Chief Justice Roberts agreed with the four dissenting justices that the insurance mandate would be an unconstitutional exercise of the Commerce Power. The Article I, Section 8 power to regulate interstate commerce does not include the power to force people to engage in commerce. Even if one considers it dicta (a point of law unnecessary to the actual judgment), this seems to represent the reading of the Commerce Power by a majority of the Supreme Court. This is a significant development. In the past, many legal commentators argued that this was a frivolous theory of the Commerce Clause. No longer.
But this new reality does not threaten any current federal program since Congress has never before tried to force people to enter into private commercial contracts. The real impact would have been if the court had accepted the argument that the Commerce Power allows Congress to compel people to purchase products. This would have opened the door to a very attractive regulatory option in times of economic stress. Of course, the court has now opened the door for Congress to do the same thing under the taxing power. It remains to be seen whether Congress will find exercising the taxing power is as attractive as exercising the power to regulate commerce.
In interpreting the individual mandate as a tax, do you foresee the tax code now being used more extensively to pass other laws pertaining to big issues of national importance?

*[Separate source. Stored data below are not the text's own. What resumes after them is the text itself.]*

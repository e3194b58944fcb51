//! Prompt templates and the history-aware conversation chain

pub mod chain;
pub mod prompt;

pub use chain::{ChainSettings, ConversationChain, ChatTurn};
pub use prompt::{PromptMessage, PromptRole, PromptTemplate};
//! Nearest-neighbor retrieval over embedded chunks

pub mod index;

pub use index::{IndexEntry, SearchHit, VectorIndex};
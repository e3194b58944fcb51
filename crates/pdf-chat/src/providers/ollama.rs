//! Ollama client for embeddings and chat with retry logic

use async_trait::async_trait;
use reqwest::{Client, StatusCode};
use serde::{de::DeserializeOwned, Deserialize, Serialize};
use std::future::Future;
use std::sync::Arc;
use std::time::Duration;
use tokio::time::sleep;

use crate::config::LlmConfig;
use crate::error::{Error, Result};
use crate::generation::prompt::PromptMessage;

use super::embedding::EmbeddingProvider;
use super::llm::LlmProvider;

/// Outcome of a failed attempt: whether another attempt may succeed
enum Attempt {
    Retry(Error),
    Fail(Error),
}

#[derive(Serialize)]
struct EmbedRequest<'a> {
    model: &'a str,
    input: &'a [String],
}

#[derive(Deserialize)]
struct EmbedResponse {
    embeddings: Vec<Vec<f32>>,
}

#[derive(Serialize)]
struct OllamaChatRequest<'a> {
    model: &'a str,
    messages: &'a [PromptMessage],
    stream: bool,
    #[serde(skip_serializing_if = "Option::is_none")]
    options: Option<ChatOptions>,
}

#[derive(Serialize)]
struct ChatOptions {
    temperature: f32,
}

#[derive(Deserialize)]
struct OllamaChatResponse {
    message: OllamaChatMessage,
}

#[derive(Deserialize)]
struct OllamaChatMessage {
    content: String,
}

/// Ollama API client with per-request timeout and automatic retry
pub struct OllamaClient {
    /// HTTP client
    client: Client,
    /// Configuration
    config: LlmConfig,
}

impl OllamaClient {
    /// Create a new Ollama client
    pub fn new(config: &LlmConfig) -> Result<Self> {
        let client = Client::builder()
            .timeout(Duration::from_secs(config.timeout_secs))
            .pool_max_idle_per_host(5)
            .build()
            .map_err(|e| Error::Config(format!("Failed to create HTTP client: {}", e)))?;

        Ok(Self {
            client,
            config: config.clone(),
        })
    }

    fn endpoint(&self, path: &str) -> String {
        format!("{}/{}", self.config.base_url.trim_end_matches('/'), path)
    }

    /// Retry an operation with exponential backoff
    async fn retry_request<F, Fut, T>(&self, what: &str, operation: F) -> Result<T>
    where
        F: Fn() -> Fut,
        Fut: Future<Output = std::result::Result<T, Attempt>>,
    {
        let policy = &self.config.retry;
        let mut attempt = 0u32;

        loop {
            match operation().await {
                Ok(result) => return Ok(result),
                Err(Attempt::Fail(e)) => return Err(e),
                Err(Attempt::Retry(e)) => {
                    if attempt >= policy.max_retries {
                        return Err(e);
                    }
                    let delay = policy.delay_for(attempt);
                    tracing::warn!(
                        "{} request failed (attempt {}/{}): {}, retrying in {:?}",
                        what,
                        attempt + 1,
                        policy.max_retries + 1,
                        e,
                        delay
                    );
                    sleep(delay).await;
                    attempt += 1;
                }
            }
        }
    }

    /// POST a JSON body and decode a JSON reply, classifying failures
    async fn post_json<B, R>(
        &self,
        url: &str,
        body: &B,
        wrap: fn(String) -> Error,
    ) -> std::result::Result<R, Attempt>
    where
        B: Serialize + ?Sized,
        R: DeserializeOwned,
    {
        let response = match self.client.post(url).json(body).send().await {
            Ok(response) => response,
            Err(e) if e.is_timeout() => {
                return Err(Attempt::Retry(Error::Timeout(format!("request to {} timed out", url))))
            }
            Err(e) => return Err(Attempt::Retry(wrap(format!("request to {} failed: {}", url, e)))),
        };

        let status = response.status();
        if !status.is_success() {
            let body = response.text().await.unwrap_or_default();
            let err = wrap(format!("HTTP {} from {}: {}", status, url, body));
            return Err(if status.is_server_error() || status == StatusCode::TOO_MANY_REQUESTS {
                Attempt::Retry(err)
            } else {
                Attempt::Fail(err)
            });
        }

        response.json::<R>().await.map_err(|e| {
            if e.is_timeout() {
                Attempt::Retry(Error::Timeout(format!("response from {} timed out", url)))
            } else {
                Attempt::Fail(wrap(format!("malformed response from {}: {}", url, e)))
            }
        })
    }

    /// Check if Ollama is available
    pub async fn health_check(&self) -> Result<bool> {
        match self.client.get(self.endpoint("api/tags")).send().await {
            Ok(response) => Ok(response.status().is_success()),
            Err(_) => Ok(false),
        }
    }

    /// Embed texts in one request, one vector per input in order
    pub async fn embed_batch(&self, texts: &[String]) -> Result<Vec<Vec<f32>>> {
        if texts.is_empty() {
            return Ok(Vec::new());
        }

        let url = self.endpoint("api/embed");
        let url = url.as_str();
        let request = EmbedRequest {
            model: &self.config.embed_model,
            input: texts,
        };
        let request = &request;

        let response: EmbedResponse = self
            .retry_request("Embedding", move || self.post_json(url, request, Error::Embedding))
            .await?;

        if response.embeddings.len() != texts.len() {
            return Err(Error::embedding(format!(
                "expected {} embeddings, got {}",
                texts.len(),
                response.embeddings.len()
            )));
        }
        if response.embeddings.iter().any(|e| e.is_empty()) {
            return Err(Error::embedding("response contained an empty embedding"));
        }

        Ok(response.embeddings)
    }

    /// Chat completion for an ordered list of messages
    pub async fn chat(&self, messages: &[PromptMessage]) -> Result<String> {
        let url = self.endpoint("api/chat");
        let url = url.as_str();
        let request = OllamaChatRequest {
            model: &self.config.chat_model,
            messages,
            stream: false,
            options: self.config.temperature.map(|temperature| ChatOptions { temperature }),
        };
        let request = &request;

        tracing::debug!("Chat completion with model {} ({} messages)", self.config.chat_model, messages.len());

        let response: OllamaChatResponse = self
            .retry_request("Chat", move || self.post_json(url, request, Error::Llm))
            .await?;

        Ok(response.message.content)
    }
}

/// Ollama embedding provider
pub struct OllamaEmbedder {
    client: Arc<OllamaClient>,
}

impl OllamaEmbedder {
    /// Create from existing OllamaClient
    pub fn from_client(client: Arc<OllamaClient>) -> Self {
        Self { client }
    }
}

#[async_trait]
impl EmbeddingProvider for OllamaEmbedder {
    async fn embed_batch(&self, texts: &[String]) -> Result<Vec<Vec<f32>>> {
        self.client.embed_batch(texts).await
    }

    async fn health_check(&self) -> Result<bool> {
        self.client.health_check().await
    }

    fn name(&self) -> &str {
        "ollama"
    }
}

/// Ollama chat provider for query rewriting and answers
pub struct OllamaLlm {
    client: Arc<OllamaClient>,
    model: String,
}

impl OllamaLlm {
    /// Create from existing OllamaClient
    pub fn from_client(client: Arc<OllamaClient>, model: String) -> Self {
        Self { client, model }
    }
}

#[async_trait]
impl LlmProvider for OllamaLlm {
    async fn complete(&self, messages: &[PromptMessage]) -> Result<String> {
        self.client.chat(messages).await
    }

    async fn health_check(&self) -> Result<bool> {
        self.client.health_check().await
    }

    fn name(&self) -> &str {
        "ollama"
    }

    fn model(&self) -> &str {
        &self.model
    }
}

/// Build both providers over one shared client
pub fn ollama_providers(config: &LlmConfig) -> Result<(Arc<OllamaEmbedder>, Arc<OllamaLlm>)> {
    let client = Arc::new(OllamaClient::new(config)?);
    let embedder = Arc::new(OllamaEmbedder::from_client(Arc::clone(&client)));
    let llm = Arc::new(OllamaLlm::from_client(client, config.chat_model.clone()));
    Ok((embedder, llm))
}
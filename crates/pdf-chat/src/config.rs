//! Configuration for the chat service

use serde::{Deserialize, Serialize};
use std::path::{Path, PathBuf};
use std::time::Duration;

use crate::error::{Error, Result};
use crate::generation::prompt::{PromptTemplate, ANSWER_SLOTS, REWRITE_SLOTS};

/// Main service configuration
#[derive(Debug, Clone, Default, Serialize, Deserialize)]
#[serde(default)]
pub struct ChatConfig {
    /// Server configuration
    pub server: ServerConfig,
    /// Source document configuration
    pub document: DocumentConfig,
    /// Chunking configuration
    pub chunking: ChunkingConfig,
    /// Ollama/LLM configuration
    pub llm: LlmConfig,
    /// Retrieval and history configuration
    pub retrieval: RetrievalConfig,
    /// Prompt templates
    pub prompts: PromptConfig,
}

impl ChatConfig {
    /// Load configuration from a TOML file, or defaults when no path is given
    pub fn load(path: Option<&Path>) -> Result<Self> {
        let Some(path) = path else {
            return Ok(Self::default());
        };

        let content = std::fs::read_to_string(path).map_err(|e| {
            Error::Config(format!("Failed to read {}: {}", path.display(), e))
        })?;

        toml::from_str(&content)
            .map_err(|e| Error::Config(format!("Invalid config {}: {}", path.display(), e)))
    }

    /// Check the configuration before anything is started
    pub fn validate(&self) -> Result<()> {
        if self.chunking.chunk_size == 0 {
            return Err(Error::Config("chunking.chunk_size must be positive".to_string()));
        }
        if self.chunking.chunk_overlap >= self.chunking.chunk_size {
            return Err(Error::Config(format!(
                "chunking.chunk_overlap ({}) must be smaller than chunking.chunk_size ({})",
                self.chunking.chunk_overlap, self.chunking.chunk_size
            )));
        }
        if self.retrieval.top_k == 0 {
            return Err(Error::Config("retrieval.top_k must be at least 1".to_string()));
        }
        if self.llm.chat_model.trim().is_empty() || self.llm.embed_model.trim().is_empty() {
            return Err(Error::Config("llm model names must not be empty".to_string()));
        }
        if self.llm.embed_batch_size == 0 {
            return Err(Error::Config("llm.embed_batch_size must be positive".to_string()));
        }
        if self.llm.timeout_secs == 0 {
            return Err(Error::Config("llm.timeout_secs must be positive".to_string()));
        }
        reqwest::Url::parse(&self.llm.base_url)
            .map_err(|e| Error::Config(format!("Invalid llm.base_url '{}': {}", self.llm.base_url, e)))?;
        if self.document.extract_timeout_secs == 0 {
            return Err(Error::Config("document.extract_timeout_secs must be positive".to_string()));
        }
        if self.server.max_message_chars == 0 {
            return Err(Error::Config("server.max_message_chars must be positive".to_string()));
        }

        self.prompts.answer.validate(&ANSWER_SLOTS)?;
        self.prompts.rewrite.validate(&REWRITE_SLOTS)?;

        Ok(())
    }
}

/// Server configuration
#[derive(Debug, Clone, Serialize, Deserialize)]
#[serde(default)]
pub struct ServerConfig {
    /// Host address
    pub host: String,
    /// Port number
    pub port: u16,
    /// Enable CORS
    pub enable_cors: bool,
    /// Directory served at `/` for unmatched paths (disabled when unset)
    pub static_dir: Option<PathBuf>,
    /// Maximum request body size in bytes
    pub max_body_bytes: usize,
    /// Maximum length of a chat message in characters
    pub max_message_chars: usize,
}

impl Default for ServerConfig {
    fn default() -> Self {
        Self {
            host: "0.0.0.0".to_string(),
            port: 8989,
            enable_cors: true,
            static_dir: Some(PathBuf::from(".")),
            max_body_bytes: 64 * 1024,
            max_message_chars: 4000,
        }
    }
}

/// Source document configuration
#[derive(Debug, Clone, Serialize, Deserialize)]
#[serde(default)]
pub struct DocumentConfig {
    /// Path of the document ingested at startup
    pub path: PathBuf,
    /// Deadline for text extraction in seconds
    pub extract_timeout_secs: u64,
}

impl Default for DocumentConfig {
    fn default() -> Self {
        Self {
            path: PathBuf::from("./pdf-document/renseignements.pdf"),
            extract_timeout_secs: 60,
        }
    }
}

impl DocumentConfig {
    /// Extraction deadline as a `Duration`
    pub fn extract_timeout(&self) -> Duration {
        Duration::from_secs(self.extract_timeout_secs)
    }
}

/// Text chunking configuration
#[derive(Debug, Clone, Serialize, Deserialize)]
#[serde(default)]
pub struct ChunkingConfig {
    /// Target chunk size in characters
    pub chunk_size: usize,
    /// Overlap between chunks in characters
    pub chunk_overlap: usize,
}

impl Default for ChunkingConfig {
    fn default() -> Self {
        Self {
            chunk_size: 250,
            chunk_overlap: 50,
        }
    }
}

/// LLM (Ollama) configuration
#[derive(Debug, Clone, Serialize, Deserialize)]
#[serde(default)]
pub struct LlmConfig {
    /// Ollama base URL
    pub base_url: String,
    /// Chat/generation model name
    pub chat_model: String,
    /// Embedding model name
    pub embed_model: String,
    /// Sampling temperature (model default when unset)
    pub temperature: Option<f32>,
    /// Per-request timeout in seconds
    pub timeout_secs: u64,
    /// Number of texts sent per embedding request during ingestion
    pub embed_batch_size: usize,
    /// Retry policy for model calls
    pub retry: RetryPolicy,
}

impl Default for LlmConfig {
    fn default() -> Self {
        Self {
            base_url: "http://localhost:11434".to_string(),
            chat_model: "llama3.2".to_string(),
            embed_model: "llama3.2".to_string(),
            temperature: None,
            timeout_secs: 120,
            embed_batch_size: 32,
            retry: RetryPolicy::default(),
        }
    }
}

/// Bounded exponential backoff for model calls
#[derive(Debug, Clone, Serialize, Deserialize)]
#[serde(default)]
pub struct RetryPolicy {
    /// Retries after the first attempt
    pub max_retries: u32,
    /// Delay before the first retry in milliseconds
    pub initial_backoff_ms: u64,
    /// Upper bound for any single delay in milliseconds
    pub max_backoff_ms: u64,
}

impl Default for RetryPolicy {
    fn default() -> Self {
        Self {
            max_retries: 2,
            initial_backoff_ms: 500,
            max_backoff_ms: 8_000,
        }
    }
}

impl RetryPolicy {
    /// A policy that never retries
    pub fn none() -> Self {
        Self {
            max_retries: 0,
            ..Self::default()
        }
    }

    /// Delay before retry number `attempt` (0-based)
    pub fn delay_for(&self, attempt: u32) -> Duration {
        let factor = 2u64.saturating_pow(attempt);
        let millis = self.initial_backoff_ms.saturating_mul(factor).min(self.max_backoff_ms);
        Duration::from_millis(millis)
    }
}

/// Retrieval and conversation configuration
#[derive(Debug, Clone, Serialize, Deserialize)]
#[serde(default)]
pub struct RetrievalConfig {
    /// Number of chunks retrieved per question
    pub top_k: usize,
    /// Most recent turns (human + ai pairs) used to rewrite follow-up questions
    pub rewrite_history_turns: usize,
}

impl Default for RetrievalConfig {
    fn default() -> Self {
        Self {
            top_k: 2,
            rewrite_history_turns: 2,
        }
    }
}

/// Prompt templates used by the conversation chain
#[derive(Debug, Clone, Serialize, Deserialize)]
#[serde(default)]
pub struct PromptConfig {
    /// Template for the grounded answer
    pub answer: PromptTemplate,
    /// Template for the standalone search query
    pub rewrite: PromptTemplate,
}

impl Default for PromptConfig {
    fn default() -> Self {
        Self {
            answer: PromptTemplate::default_answer(),
            rewrite: PromptTemplate::default_rewrite(),
        }
    }
}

There is a reason why Congress declined to call the mandate a “tax.” One presumes it is the same reason that President Obama insisted on national television that this was not a “tax.” People generally oppose higher taxes and they often punish politicians at the polls who increase taxes for reasons that are not broadly persuasive. Chief Justice Roberts saved the mandate by calling it a “tax.” This allowed Congress to pass a law that escaped the criticism that would have occurred had the public known that Congress was passing an enormous tax increase. However, the public is now on notice that any similar “penalties” proposed in the future are actually proposed “taxes.” That fact alone may deter Congress from walking through the door just opened by the chief justice.
Chief Justice Roberts is just 57 years old, and will probably lead the court for at least another 20 years. What kind of insight into the philosophy of the Roberts court can we glean from this ruling and the other major rulings of the last week of this term?
To date, Chief Justice Roberts has been far bolder in leading the court toward his vision of due process, equal protection and individual rights than he has been in crafting a jurisprudence of federalism and limiting the general scope of federal power. Compare his forceful opinions in the Citizens United and Parents Involved cases with his quiet joining of Associate Justice (Stephen) Breyer’s opinion in United States v. Comstock (upholding federal power to extend incarceration for federal prisoners beyond their served sentence) and his almost apologetic embrace of Associate Justice Breyer’s theory of the taxing power in NFIB v. Sebelius (the new name for the health care cases).
On the other hand, I think it would be unwise to ignore those aspects of Chief Justice Roberts’ opinion that insist on maintaining a federal government of limited enumerated powers. A majority of the court not only announced significant limits to the Commerce Power, they also limited the scope of the Spending Power. Don’t forget, in the second half of his opinion, Roberts joined four other votes in striking down the attempt by Congress to condition all federal Medicaid funding on the states’ willingness to expand their current Medicaid benefits. This is the first time since the New Deal that the Supreme Court has actually enforced limits on the national power to “tax and spend.” This shows that the chief justice is not afraid to apply principles of federalism even where they have real bite.
In the end, the chief justice may have planted seeds in NFIB v. Sebelius that will grow in later cases.